Data provided: Begin
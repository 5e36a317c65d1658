//! Exceptions for the deltalake-scan crate
use object_store::Error as ObjectStoreError;

/// A result returned by deltalake-scan
pub type DeltaResult<T, E = DeltaTableError> = Result<T, E>;

/// Delta table scan specific error
#[allow(missing_docs)]
#[derive(thiserror::Error, Debug)]
pub enum DeltaTableError {
    /// The location does not hold a Delta table the engine can open.
    #[error("Failed to open Delta table at {path}: {reason}")]
    EngineOpen { path: String, reason: String },

    /// The requested version is not (or no longer) retained by the log.
    #[error("Version {version} of Delta table at {path} is not available in the log")]
    VersionNotFound { path: String, version: i64 },

    /// Predicates were pushed down after the scan had already been built.
    #[error("Scan of Delta table at {path} is already finalized, predicates can not be pushed down again")]
    ScanAlreadyFinalized { path: String },

    /// A pulled file record carried a corrupt selection vector or partition value.
    #[error("Failed to decode metadata of file {file} in Delta table at {path} (version {version}): {reason}")]
    MetadataDecode {
        path: String,
        file: String,
        version: i64,
        reason: String,
    },

    /// The columns of a physical file can not be mapped onto the table schema.
    #[error("Cannot map columns of file {file} to the table schema: {reason}")]
    SchemaMismatch { file: String, reason: String },

    /// The table engine handed out an empty handle.
    #[error("Table engine returned no {0} handle")]
    NullHandle(&'static str),

    /// Error returned when the table location is invalid.
    #[error("Invalid table location: {0}")]
    InvalidTableLocation(String),

    /// Error returned when the log record has an invalid JSON.
    #[error("Invalid JSON in log record, version={version}, line=`{line}`, err=`{json_err}`")]
    InvalidJsonLog {
        /// JSON error details returned when parsing the record JSON.
        json_err: serde_json::error::Error,
        /// invalid log entry content.
        line: String,
        /// corresponding table version for the log file.
        version: i64,
    },

    /// Error returned when a scan option can not be parsed.
    #[error("Invalid value for scan option '{key}': {reason}")]
    InvalidOption { key: String, reason: String },

    /// The table requires reader features this crate does not implement.
    #[error("Unsupported reader features required by table: {0:?}")]
    UnsupportedReaderFeatures(Vec<String>),

    /// Error returned when a deletion vector can not be read.
    #[error("Deletion vector error: {0}")]
    DeletionVector(String),

    /// Error returned when reading the delta log object failed.
    #[error("Failed to read delta log object: {}", .source)]
    ObjectStore {
        /// Storage error details when reading the delta log object failed.
        #[from]
        source: ObjectStoreError,
    },

    /// Error returned when reading parquet data or checkpoints failed.
    #[error("Failed to parse parquet: {}", .source)]
    Parquet {
        /// Parquet error details returned when reading the file failed.
        #[from]
        source: parquet::errors::ParquetError,
    },

    /// Error returned when an arrow computation failed.
    #[error("Arrow error: {}", .source)]
    Arrow {
        /// Arrow error details.
        #[from]
        source: arrow_schema::ArrowError,
    },

    /// Error returned when serializing or deserializing JSON failed.
    #[error("Failed to serialize or deserialize JSON: {}", .source)]
    SerdeJson {
        /// JSON error details.
        #[from]
        source: serde_json::Error,
    },

    /// Error returned when a URL can not be parsed.
    #[error("Invalid url: {0}")]
    InvalidUrl(#[from] url::ParseError),

    /// Generic Delta Table error
    #[error("Generic DeltaTable error: {0}")]
    Generic(String),
}

impl DeltaTableError {
    /// Create a new [`DeltaTableError::Generic`]
    pub fn generic(msg: impl ToString) -> Self {
        Self::Generic(msg.to_string())
    }

    /// Create a new [`DeltaTableError::EngineOpen`]
    pub fn engine_open(path: impl ToString, reason: impl ToString) -> Self {
        Self::EngineOpen {
            path: path.to_string(),
            reason: reason.to_string(),
        }
    }

    /// Create a new [`DeltaTableError::SchemaMismatch`]
    pub fn schema_mismatch(file: impl ToString, reason: impl ToString) -> Self {
        Self::SchemaMismatch {
            file: file.to_string(),
            reason: reason.to_string(),
        }
    }
}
Data provided: End
### Assignment
All of the data needs to be printed once more, exactly.

### Solution to this task
repository 5e36a317c65d1658
//! Exceptions for the deltalake-scan crate
use object_store::Error as ObjectStoreError;

/// A result returned by deltalake-scan
pub type DeltaResult<T, E = DeltaTableError> = Result<T, E>;

/// Delta table scan specific error
#[allow(missing_docs)]
#[derive(thiserror::Error, Debug)]
pub enum DeltaTableError {
    /// The location does not hold a Delta table the engine can open.
    #[error("Failed to open Delta table at {path}: {reason}")]
    EngineOpen { path: String, reason: String },

    /// The requested version is not (or no longer) retained by the log.
    #[error("Version {version} of Delta table at {path} is not available in the log")]
    VersionNotFound { path: String, version: i64 },

    /// Predicates were pushed down after the scan had already been built.
    #[error("Scan of Delta table at {path} is already finalized, predicates can not be pushed down again")]
    ScanAlreadyFinalized { path: String },

    /// A pulled file record carried a corrupt selection vector or partition value.
    #[error("Failed to decode metadata of file {file} in Delta table at {path} (version {version}): {reason}")]
    MetadataDecode {
        path: String,
        file: String,
        version: i64,
        reason: String,
    },

    /// The columns of a physical file can not be mapped onto the table schema.
    #[error("Cannot map columns of file {file} to the table schema: {reason}")]
    SchemaMismatch { file: String, reason: String },

    /// The table engine handed out an empty handle.
    #[error("Table engine returned no {0} handle")]
    NullHandle(&'static str),

    /// Error returned when the table location is invalid.
    #[error("Invalid table location: {0}")]
    InvalidTableLocation(String),

    /// Error returned when the log record has an invalid JSON.
    #[error("Invalid JSON in log record, version={version}, line=`{line}`, err=`{json_err}`")]
    InvalidJsonLog {
        /// JSON error details returned when parsing the record JSON.
        json_err: serde_json::error::Error,
        /// invalid log entry content.
        line: String,
        /// corresponding table version for the log file.
        version: i64,
    },

    /// Error returned when a scan option can not be parsed.
    #[error("Invalid value for scan option '{key}': {reason}")]
    InvalidOption { key: String, reason: String },

    /// The table requires reader features this crate does not implement.
    #[error("Unsupported reader features required by table: {0:?}")]
    UnsupportedReaderFeatures(Vec<String>),

    /// Error returned when a deletion vector can not be read.
    #[error("Deletion vector error: {0}")]
    DeletionVector(String),

    /// Error returned when reading the delta log object failed.
    #[error("Failed to read delta log object: {}", .source)]
    ObjectStore {
        /// Storage error details when reading the delta log object failed.
        #[from]
        source: ObjectStoreError,
    },

    /// Error returned when reading parquet data or checkpoints failed.
    #[error("Failed to parse parquet: {}", .source)]
    Parquet {
        /// Parquet error details returned when reading the file failed.
        #[from]
        source: parquet::errors::ParquetError,
    },

    /// Error returned when an arrow computation failed.
    #[error("Arrow error: {}", .source)]
    Arrow {
        /// Arrow error details.
        #[from]
        source: arrow_schema::ArrowError,
    },

    /// Error returned when serializing or deserializing JSON failed.
    #[error("Failed to serialize or deserialize JSON: {}", .source)]
    SerdeJson {
        /// JSON error details.
        #[from]
        source: serde_json::Error,
    },

    /// Error returned when a URL can not be parsed.
    #[error("Invalid url: {0}")]
    InvalidUrl(#[from] url::ParseError),

    /// Generic Delta Table error
    #[error("Generic DeltaTable error: {0}")]
    Generic(String),
}

impl DeltaTableError {
    /// Create a new [`DeltaTableError::Generic`]
    pub fn generic(msg: impl ToString) -> Self {
        Self::Generic(msg.to_string())
    }

    /// Create a new [`DeltaTableError::EngineOpen`]
    pub fn engine_open(path: impl ToString, reason: impl ToString) -> Self {
        Self::EngineOpen {
            path: path.to_string(),
            reason: reason.to_string(),
        }
    }

    /// Create a new [`DeltaTableError::SchemaMismatch`]
    pub fn schema_mismatch(file: impl ToString, reason: impl ToString) -> Self {
        Self::SchemaMismatch {
            file: file.to_string(),
            reason: reason.to_string(),
        }
    }
}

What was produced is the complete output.